If we need to contact you, we will contact you on this email.
Your name please so that we can credit your work.
Idina Kim Menzel is an actress, singer, and songwriter from the United States. Menzel is noted for her powerful mezzo-soprano voice and characteristic belting technique, and her depictions of strong, complicated female characters often misunderstood. She has won one Tony Award out of three nominations. She is one of the most successful Broadway performers of her generation, having attained mainstream success on stage, screen, and music.
Menzel rose to popularity as a theatrical performer after making her Broadway debut as Maureen Johnson in Rent's rock musical. She was nominated for a Tony Award for Best Featured Actress in a Musical for her performance. After appearing in several smaller-scale theatrical and Off-Broadway shows, she won the Tony Award for Best Actress in a Musical for her performance as Elphaba in the Broadway musical Wicked in 2003.

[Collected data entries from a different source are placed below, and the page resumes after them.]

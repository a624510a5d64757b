//! End-to-end bridge tests with a scripted peer standing in for the
//! motor controller firmware.

use std::io::{Read, Write};
use std::net::TcpListener;
use std::sync::Arc;
use std::thread;
use std::time::{Duration, Instant};

use bytes::BytesMut;

use roverlink_bridge::{
    ArbiterConfig, BridgeConfig, CommandArbiter, ControlLoop, LinkConfig, LinkDriver, LinkMode,
    LoopConfig,
};
use roverlink_frame::{StreamDecoder, Telemetry, VelocityCommand};
use roverlink_transport::{LinkStream, MemoryLink};

fn fast_loop_config() -> LoopConfig {
    LoopConfig {
        tick_period: Duration::from_millis(2),
        heartbeat_interval: Duration::from_millis(10),
        command_epsilon: 1e-4,
    }
}

fn wait_until(deadline: Duration, mut check: impl FnMut() -> bool) -> bool {
    let end = Instant::now() + deadline;
    while Instant::now() < end {
        if check() {
            return true;
        }
        thread::sleep(Duration::from_millis(5));
    }
    check()
}

#[test]
fn memory_loopback_round_trip() {
    let (near, mut far) = MemoryLink::pair();
    let driver = LinkDriver::from_stream(Box::new(near), LinkConfig::default());
    let arbiter = Arc::new(CommandArbiter::new(ArbiterConfig::default()));
    let handle = ControlLoop::new(driver, Arc::clone(&arbiter), fast_loop_config())
        .spawn()
        .unwrap();

    arbiter.submit_teleop(0.3, 0.5).unwrap();

    // The firmware side answers with one telemetry frame.
    let sample = Telemetry {
        battery_voltage: 12.5,
        accel_z: -9.81,
        ..Telemetry::default()
    };
    let mut buf = BytesMut::new();
    sample.encode_framed(&mut buf).unwrap();
    far.write_all(&buf).unwrap();

    assert!(
        wait_until(Duration::from_secs(2), || {
            arbiter.snapshot(Instant::now()).telemetry.valid
        }),
        "telemetry never reached the arbiter"
    );

    // Keep teleop fresh so the mode assertion is not timing dependent.
    arbiter.submit_teleop(0.3, 0.5).unwrap();
    let snap = arbiter.snapshot(Instant::now());
    assert_eq!(snap.mode, LinkMode::Teleop);
    assert_eq!(snap.telemetry.sample.unwrap().battery_voltage, 12.5);
    assert_eq!(snap.telemetry.sample.unwrap().accel_z, -9.81);
    assert!(snap.link.connected);
    assert_eq!(snap.link.stats.frames_decoded, 1);

    handle.stop();

    let mut decoder = StreamDecoder::new();
    let mut chunk = [0u8; 1024];
    while let Ok(n) = far.read(&mut chunk) {
        if n == 0 {
            break;
        }
        decoder.extend(&chunk[..n]);
    }
    let mut cmds = Vec::new();
    while let Some(frame) = decoder.next_frame() {
        cmds.push(VelocityCommand::try_from(&frame).unwrap());
    }
    assert!(cmds.contains(&VelocityCommand::new(0.3, 0.5)));
    assert_eq!(*cmds.last().unwrap(), VelocityCommand::ZERO);
}

#[test]
fn link_loss_is_visible_in_snapshots() {
    let (near, far) = MemoryLink::pair();
    let driver = LinkDriver::from_stream(Box::new(near), LinkConfig::default());
    let arbiter = Arc::new(CommandArbiter::new(ArbiterConfig::default()));
    let handle = ControlLoop::new(driver, Arc::clone(&arbiter), fast_loop_config())
        .spawn()
        .unwrap();

    assert!(
        wait_until(Duration::from_secs(2), || {
            arbiter.snapshot(Instant::now()).link.connected
        }),
        "link never reported connected"
    );

    drop(far);

    assert!(
        wait_until(Duration::from_secs(2), || {
            !arbiter.snapshot(Instant::now()).link.connected
        }),
        "link loss never surfaced"
    );
}

#[test]
fn tcp_endpoint_end_to_end() {
    let listener = TcpListener::bind("127.0.0.1:0").unwrap();
    let addr = listener.local_addr().unwrap();

    let mut config = BridgeConfig::new(format!("tcp:{addr}").parse().unwrap());
    config.control = fast_loop_config();
    let (arbiter, control) = config.build();
    let handle = control.spawn().unwrap();

    let (mut conn, _) = listener.accept().unwrap();
    conn.set_read_timeout(Some(Duration::from_millis(100))).unwrap();

    // The idle loop heartbeats the stop command; wait for one frame.
    let mut decoder = StreamDecoder::new();
    let deadline = Instant::now() + Duration::from_secs(2);
    let first = loop {
        if let Some(frame) = decoder.next_frame() {
            break frame;
        }
        assert!(Instant::now() < deadline, "no command frame arrived");
        let mut chunk = [0u8; 256];
        match conn.read(&mut chunk) {
            Ok(0) => panic!("bridge closed the connection"),
            Ok(n) => decoder.extend(&chunk[..n]),
            Err(_) => {}
        }
    };
    assert_eq!(
        VelocityCommand::try_from(&first).unwrap(),
        VelocityCommand::ZERO
    );

    let mut buf = BytesMut::new();
    Telemetry {
        battery_voltage: 11.8,
        ..Telemetry::default()
    }
    .encode_framed(&mut buf)
    .unwrap();
    conn.write_all(&buf).unwrap();

    assert!(
        wait_until(Duration::from_secs(2), || {
            let snap = arbiter.snapshot(Instant::now());
            snap.telemetry.valid
                && snap.telemetry.sample.unwrap().battery_voltage == 11.8
        }),
        "telemetry never surfaced over TCP"
    );

    handle.stop();
}
use std::fmt;
use std::io;

use roverlink_bridge::{LinkError, SubmitError};
use roverlink_transport::TransportError;

pub const SUCCESS: i32 = 0;
pub const FAILURE: i32 = 1;
pub const TRANSPORT_ERROR: i32 = 3;
pub const DATA_INVALID: i32 = 60;
pub const PERMISSION_DENIED: i32 = 50;
pub const USAGE: i32 = 64;
pub const TIMEOUT: i32 = 124;
pub const INTERNAL: i32 = 125;

pub type CliResult<T> = Result<T, CliError>;

#[derive(Debug)]
pub struct CliError {
    pub code: i32,
    pub message: String,
}

impl CliError {
    pub fn new(code: i32, message: impl Into<String>) -> Self {
        Self {
            code,
            message: message.into(),
        }
    }
}

impl fmt::Display for CliError {
    fn fmt(&self, f: &mut fmt::Formatter<'_>) -> fmt::Result {
        write!(f, "{}", self.message)
    }
}

impl std::error::Error for CliError {}

pub fn io_error(context: &str, err: io::Error) -> CliError {
    let code = match err.kind() {
        io::ErrorKind::PermissionDenied => PERMISSION_DENIED,
        io::ErrorKind::TimedOut | io::ErrorKind::WouldBlock => TIMEOUT,
        io::ErrorKind::ConnectionRefused => FAILURE,
        _ => INTERNAL,
    };
    CliError::new(code, format!("{context}: {err}"))
}

pub fn transport_error(context: &str, err: TransportError) -> CliError {
    match err {
        TransportError::InvalidEndpoint { .. } => CliError::new(USAGE, format!("{context}: {err}")),
        TransportError::Connect { source, .. } | TransportError::Io(source) => {
            io_error(context, source)
        }
        TransportError::Serial { .. } => CliError::new(TRANSPORT_ERROR, format!("{context}: {err}")),
        TransportError::Closed => CliError::new(FAILURE, format!("{context}: {err}")),
    }
}

pub fn link_error(context: &str, err: LinkError) -> CliError {
    match err {
        LinkError::NotConnected => CliError::new(FAILURE, format!("{context}: {err}")),
        LinkError::Transport(err) => transport_error(context, err),
        LinkError::Frame(err) => CliError::new(DATA_INVALID, format!("{context}: {err}")),
    }
}

pub fn submit_error(context: &str, err: SubmitError) -> CliError {
    CliError::new(DATA_INVALID, format!("{context}: {err}"))
}
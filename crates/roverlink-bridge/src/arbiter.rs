//! Command source arbitration.
//!
//! Multiple producers (a teleop UI, an autonomy planner) submit velocity
//! commands concurrently. On every control tick the arbiter picks one
//! winner by fixed priority, demoting any source whose latest command has
//! aged past its timeout. With no fresh source the rover is commanded to
//! a stop, so a vanished operator can never leave it driving blind.
//!
//! All methods take `&self` and synchronize on an internal mutex, so one
//! arbiter can be shared between ingress threads and the control loop.

use std::sync::{Mutex, MutexGuard, PoisonError};
use std::time::{Duration, Instant};

use serde::Serialize;
use tracing::{debug, info};

use roverlink_frame::{Telemetry, VelocityCommand};

use crate::config::ArbiterConfig;
use crate::driver::LinkStats;
use crate::error::SubmitError;

/// A producer of velocity commands.
#[derive(Debug, Clone, Copy, PartialEq, Eq, Serialize)]
#[serde(rename_all = "lowercase")]
pub enum CommandSource {
    Teleop,
    Autonomy,
}

impl CommandSource {
    pub fn name(&self) -> &'static str {
        match self {
            CommandSource::Teleop => "teleop",
            CommandSource::Autonomy => "autonomy",
        }
    }
}

/// Arbitration order, highest priority first. A fresh entry earlier in
/// the table always wins over anything later.
pub const SOURCE_PRIORITY: [CommandSource; 2] = [CommandSource::Teleop, CommandSource::Autonomy];

/// Who is currently steering the rover.
#[derive(Debug, Clone, Copy, PartialEq, Eq, Serialize)]
#[serde(rename_all = "lowercase")]
pub enum LinkMode {
    /// No fresh source. The loop is sending the stop command.
    Idle,
    Teleop,
    Autonomy,
}

impl From<CommandSource> for LinkMode {
    fn from(source: CommandSource) -> Self {
        match source {
            CommandSource::Teleop => LinkMode::Teleop,
            CommandSource::Autonomy => LinkMode::Autonomy,
        }
    }
}

impl LinkMode {
    pub fn name(&self) -> &'static str {
        match self {
            LinkMode::Idle => "idle",
            LinkMode::Teleop => "teleop",
            LinkMode::Autonomy => "autonomy",
        }
    }
}

#[derive(Debug, Clone, Copy)]
struct SourceSlot {
    cmd: VelocityCommand,
    updated_at: Instant,
}

#[derive(Debug)]
struct State {
    teleop: Option<SourceSlot>,
    autonomy: Option<SourceSlot>,
    telemetry: Option<(Telemetry, Instant)>,
    link_connected: bool,
    link_stats: LinkStats,
    mode: LinkMode,
}

/// One source's view in a [`StateSnapshot`].
#[derive(Debug, Clone, Copy, PartialEq, Serialize)]
pub struct SourceStatus {
    /// Latest accepted command, if the source ever submitted one.
    pub command: Option<VelocityCommand>,
    /// Seconds since the last accepted command.
    pub age_s: Option<f64>,
    /// True while the command is inside the source's timeout window.
    pub fresh: bool,
}

/// Latest telemetry in a [`StateSnapshot`].
#[derive(Debug, Clone, Copy, PartialEq, Serialize)]
pub struct TelemetryStatus {
    pub sample: Option<Telemetry>,
    pub age_s: Option<f64>,
    /// False until a sample exists and it is younger than the staleness
    /// cutoff. UIs grey out telemetry panels on this flag.
    pub valid: bool,
}

/// Link health in a [`StateSnapshot`].
#[derive(Debug, Clone, Copy, PartialEq, Serialize)]
pub struct LinkStatus {
    pub connected: bool,
    pub stats: LinkStats,
}

/// Point-in-time view of the whole bridge, for status endpoints and the
/// monitor UI. Taking a snapshot never changes arbitration outcomes.
#[derive(Debug, Clone, Copy, PartialEq, Serialize)]
pub struct StateSnapshot {
    pub mode: LinkMode,
    /// The command the loop is sending right now.
    pub command: VelocityCommand,
    pub teleop: SourceStatus,
    pub autonomy: SourceStatus,
    pub telemetry: TelemetryStatus,
    pub link: LinkStatus,
}

/// Shared arbitration state.
pub struct CommandArbiter {
    state: Mutex<State>,
    config: ArbiterConfig,
}

impl CommandArbiter {
    pub fn new(config: ArbiterConfig) -> Self {
        Self {
            state: Mutex::new(State {
                teleop: None,
                autonomy: None,
                telemetry: None,
                link_connected: false,
                link_stats: LinkStats::default(),
                mode: LinkMode::Idle,
            }),
            config,
        }
    }

    pub fn config(&self) -> &ArbiterConfig {
        &self.config
    }

    // The state holds plain data and every critical section is a handful
    // of field reads, so a poisoned mutex cannot leave it inconsistent.
    // The control loop must keep running, so recover the guard.
    fn lock(&self) -> MutexGuard<'_, State> {
        self.state.lock().unwrap_or_else(PoisonError::into_inner)
    }

    /// Submit a command from `source`, stamped `at`. Rejects non-finite
    /// or out-of-range values without touching existing state.
    pub fn submit(
        &self,
        source: CommandSource,
        linear_mps: f32,
        angular_rps: f32,
        at: Instant,
    ) -> Result<(), SubmitError> {
        let cmd = self.validate(linear_mps, angular_rps)?;
        let mut state = self.lock();
        let slot = Some(SourceSlot {
            cmd,
            updated_at: at,
        });
        match source {
            CommandSource::Teleop => state.teleop = slot,
            CommandSource::Autonomy => state.autonomy = slot,
        }
        debug!(
            source = source.name(),
            linear_mps, angular_rps, "command accepted"
        );
        Ok(())
    }

    /// [`Self::submit`] for teleop, stamped with the current time.
    pub fn submit_teleop(&self, linear_mps: f32, angular_rps: f32) -> Result<(), SubmitError> {
        self.submit(CommandSource::Teleop, linear_mps, angular_rps, Instant::now())
    }

    /// [`Self::submit`] for autonomy, stamped with the current time.
    pub fn submit_autonomy(&self, linear_mps: f32, angular_rps: f32) -> Result<(), SubmitError> {
        self.submit(
            CommandSource::Autonomy,
            linear_mps,
            angular_rps,
            Instant::now(),
        )
    }

    /// Resolve the command to send at time `now`.
    ///
    /// Scans [`SOURCE_PRIORITY`] for the first source whose latest
    /// command has age at most its timeout. Falls back to the zero
    /// command in [`LinkMode::Idle`] when no source qualifies.
    pub fn effective_command(&self, now: Instant) -> (VelocityCommand, LinkMode) {
        let mut state = self.lock();
        self.resolve(&mut state, now)
    }

    /// Store the latest telemetry sample, stamped `at`.
    pub fn record_telemetry(&self, sample: Telemetry, at: Instant) {
        let mut state = self.lock();
        state.telemetry = Some((sample, at));
    }

    /// Record link health reported by the driver.
    pub fn record_link_status(&self, connected: bool, stats: LinkStats) {
        let mut state = self.lock();
        state.link_connected = connected;
        state.link_stats = stats;
    }

    /// Capture the full bridge state at time `now`.
    pub fn snapshot(&self, now: Instant) -> StateSnapshot {
        let mut state = self.lock();
        let (command, mode) = self.resolve(&mut state, now);

        let source_status = |slot: &Option<SourceSlot>, timeout: Duration| match slot {
            Some(slot) => {
                let age = now.saturating_duration_since(slot.updated_at);
                SourceStatus {
                    command: Some(slot.cmd),
                    age_s: Some(age.as_secs_f64()),
                    fresh: age <= timeout,
                }
            }
            None => SourceStatus {
                command: None,
                age_s: None,
                fresh: false,
            },
        };

        let telemetry = match &state.telemetry {
            Some((sample, at)) => {
                let age = now.saturating_duration_since(*at);
                TelemetryStatus {
                    sample: Some(*sample),
                    age_s: Some(age.as_secs_f64()),
                    valid: age <= self.config.telemetry_stale_after,
                }
            }
            None => TelemetryStatus {
                sample: None,
                age_s: None,
                valid: false,
            },
        };

        StateSnapshot {
            mode,
            command,
            teleop: source_status(&state.teleop, self.config.teleop_timeout),
            autonomy: source_status(&state.autonomy, self.config.autonomy_timeout),
            telemetry,
            link: LinkStatus {
                connected: state.link_connected,
                stats: state.link_stats,
            },
        }
    }

    fn validate(&self, linear_mps: f32, angular_rps: f32) -> Result<VelocityCommand, SubmitError> {
        if !linear_mps.is_finite() {
            return Err(SubmitError::NonFinite {
                field: "linear_mps",
            });
        }
        if !angular_rps.is_finite() {
            return Err(SubmitError::NonFinite {
                field: "angular_rps",
            });
        }
        let bounds = self.config.bounds;
        if linear_mps.abs() > bounds.max_linear_mps {
            return Err(SubmitError::OutOfRange {
                field: "linear_mps",
                value: linear_mps,
                limit: bounds.max_linear_mps,
            });
        }
        if angular_rps.abs() > bounds.max_angular_rps {
            return Err(SubmitError::OutOfRange {
                field: "angular_rps",
                value: angular_rps,
                limit: bounds.max_angular_rps,
            });
        }
        Ok(VelocityCommand::new(linear_mps, angular_rps))
    }

    fn resolve(&self, state: &mut State, now: Instant) -> (VelocityCommand, LinkMode) {
        let winner = SOURCE_PRIORITY.iter().find_map(|&source| {
            let (slot, timeout) = match source {
                CommandSource::Teleop => (&state.teleop, self.config.teleop_timeout),
                CommandSource::Autonomy => (&state.autonomy, self.config.autonomy_timeout),
            };
            let slot = slot.as_ref()?;
            let age = now.saturating_duration_since(slot.updated_at);
            (age <= timeout).then_some((slot.cmd, LinkMode::from(source)))
        });
        let (cmd, mode) = winner.unwrap_or((VelocityCommand::ZERO, LinkMode::Idle));
        if mode != state.mode {
            info!(
                from = state.mode.name(),
                to = mode.name(),
                "control mode changed"
            );
            state.mode = mode;
        }
        (cmd, mode)
    }
}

Idina Kim Mentzel was born in Manhattan, New York City, on May 30, 1971. She lived up in New Jersey until she was around three years old when her family moved to Long Island's Syosset. Helene Goldberg, a therapist, and Stuart Mentzel, a pajama salesman, are her parents. Cara, her younger sister, is her only sibling, and Menzel is a devout follower of the Jewish faith. Her grandfather emigrated from Russia. Menzel went to Plainview's J. Irving Baylis Elementary School, Syosset's H.B. Thompson Middle School, and Syosset High School.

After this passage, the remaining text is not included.